A 61-year-old woman with essential thrombocythemia (ET) presented with anemia necessitating cytoreduction cessation. Bone marrow biopsy was performed to exclude fibrotic progression. Full blood count results demonstrated a hemoglobin level of 8.8 g/dL, white blood cell count of 4.1 × 109/L, and platelet count of 535 × 109/L. Bone marrow trephine results showed marked reticulin fibrosis (MF-3) (panel A, 10× objective; silver stain). Careful examination revealed small nests and cords of epithelioid cells (panel B, 10× objective; hematoxylin and eosin [H&E] stain) with round to oval nuclei, fine chromatin, distinct nucleoli, and abundant pale eosinophilic cytoplasm (panel B inset, 100× objective; H&E stain). The abnormal cells were positive for ERG (panel C, 20× objective), CD34 (panel D, 20× objective), CD31, and factor VIII; diffusively positive for TFE3 (panel E, 10× objective); and negative for CAMTA1 (panel F, 20× objective). The uninvolved areas showed megakaryocytic hyperplasia consistent with underlying ET. Dual-color break-apart fluorescence in situ hybridization analysis confirmed TFE3 rearrangement.
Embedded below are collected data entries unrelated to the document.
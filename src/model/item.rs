//! Ration item types and stock status classification

use serde::{Deserialize, Serialize};

/// Commodities distributed through ration shops
#[derive(Debug, Clone, Copy, PartialEq, Eq, Hash, PartialOrd, Ord, Serialize, Deserialize)]
#[serde(rename_all = "lowercase")]
pub enum ItemType {
    Rice,
    Wheat,
    Sugar,
    Kerosene,
}

impl ItemType {
    /// Every item type, in display and update order
    pub const ALL: [ItemType; 4] = [
        ItemType::Rice,
        ItemType::Wheat,
        ItemType::Sugar,
        ItemType::Kerosene,
    ];

    pub fn as_str(self) -> &'static str {
        match self {
            ItemType::Rice => "rice",
            ItemType::Wheat => "wheat",
            ItemType::Sugar => "sugar",
            ItemType::Kerosene => "kerosene",
        }
    }

    /// Unit the quantity is measured in
    pub fn unit(self) -> &'static str {
        match self {
            ItemType::Kerosene => "L",
            _ => "kg",
        }
    }

    /// Quantity below which the item counts as low stock
    pub fn low_stock_threshold(self) -> u32 {
        match self {
            ItemType::Kerosene => 50,
            _ => 100,
        }
    }

    /// Monthly quantity a beneficiary household is entitled to
    pub fn monthly_allocation(self) -> u32 {
        match self {
            ItemType::Rice => 5,
            ItemType::Wheat => 3,
            ItemType::Sugar => 1,
            ItemType::Kerosene => 2,
        }
    }
}

/// Availability of a single stock row
#[derive(Debug, Clone, Copy, PartialEq, Eq, Serialize, Deserialize)]
#[serde(rename_all = "lowercase")]
pub enum StockStatus {
    /// Nothing left
    Empty,
    /// Below the item threshold
    Low,
    Sufficient,
}

impl StockStatus {
    pub fn classify(item: ItemType, quantity: u32) -> Self {
        if quantity == 0 {
            StockStatus::Empty
        } else if quantity < item.low_stock_threshold() {
            StockStatus::Low
        } else {
            StockStatus::Sufficient
        }
    }

    /// Human readable label shown next to the quantity
    pub fn label(self) -> &'static str {
        match self {
            StockStatus::Empty => "Out of Stock",
            StockStatus::Low => "Low Stock",
            StockStatus::Sufficient => "Available",
        }
    }

    /// Whether the row should raise a low stock alert (empty rows included)
    pub fn is_alert(self) -> bool {
        !matches!(self, StockStatus::Sufficient)
    }
}

/// Overall health of a shop across all of its rows
#[derive(Debug, Clone, Copy, PartialEq, Eq, Serialize, Deserialize)]
#[serde(rename_all = "lowercase")]
pub enum ShopStatus {
    Critical,
    Low,
    Good,
}

impl ShopStatus {
    pub fn from_statuses<I>(statuses: I) -> Self
    where
        I: IntoIterator<Item = StockStatus>,
    {
        let mut overall = ShopStatus::Good;
        for status in statuses {
            match status {
                StockStatus::Empty => return ShopStatus::Critical,
                StockStatus::Low => overall = ShopStatus::Low,
                StockStatus::Sufficient => {}
            }
        }
        overall
    }
}

#[cfg(test)]
mod tests {
    use super::*;

    #[test]
    fn zero_is_always_empty() {
        for item in ItemType::ALL {
            assert_eq!(StockStatus::classify(item, 0), StockStatus::Empty);
        }
    }

    #[test]
    fn threshold_boundaries() {
        for item in ItemType::ALL {
            let threshold = item.low_stock_threshold();
            assert_eq!(StockStatus::classify(item, 1), StockStatus::Low);
            assert_eq!(StockStatus::classify(item, threshold - 1), StockStatus::Low);
            assert_eq!(StockStatus::classify(item, threshold), StockStatus::Sufficient);
            assert_eq!(StockStatus::classify(item, threshold + 500), StockStatus::Sufficient);
        }
    }

    #[test]
    fn kerosene_uses_lower_threshold() {
        assert_eq!(StockStatus::classify(ItemType::Kerosene, 60), StockStatus::Sufficient);
        assert_eq!(StockStatus::classify(ItemType::Sugar, 60), StockStatus::Low);
        assert_eq!(StockStatus::classify(ItemType::Sugar, 45), StockStatus::Low);
    }

    #[test]
    fn units_follow_item_type() {
        assert_eq!(ItemType::Kerosene.unit(), "L");
        assert_eq!(ItemType::Rice.unit(), "kg");
        assert_eq!(ItemType::Wheat.unit(), "kg");
        assert_eq!(ItemType::Sugar.unit(), "kg");
    }

    #[test]
    fn shop_rollup_prefers_worst_status() {
        use StockStatus::*;
        assert_eq!(ShopStatus::from_statuses([Sufficient, Low, Empty]), ShopStatus::Critical);
        assert_eq!(ShopStatus::from_statuses([Low, Sufficient]), ShopStatus::Low);
        assert_eq!(ShopStatus::from_statuses([Sufficient]), ShopStatus::Good);
        assert_eq!(ShopStatus::from_statuses(std::iter::empty()), ShopStatus::Good);
    }

    #[test]
    fn item_type_wire_names() {
        assert_eq!(serde_json::to_string(&ItemType::Kerosene).unwrap(), "\"kerosene\"");
        let parsed: ItemType = serde_json::from_str("\"wheat\"").unwrap();
        assert_eq!(parsed, ItemType::Wheat);
        assert!(serde_json::from_str::<ItemType>("\"oil\"").is_err());
    }
}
A diagnosis of epithelioid hemangioendothelioma (EHE) was established. Imaging studies confirmed disseminated metastases. Further biopsies were conducted, but no notable findings were revealed.

EHE is a malignant endothelial neoplasm with heterogeneous presentation and prognosis, most commonly involving the soft tissue, bone, lung, skin, and liver. However, bone marrow metastasis is extremely rare. CAMTA1 rearrangement is highly specific for EHE, which can be detected by immunohistochemistry and molecular studies. In CAMTA1-negative cases, TFE3 rearrangement should be tested.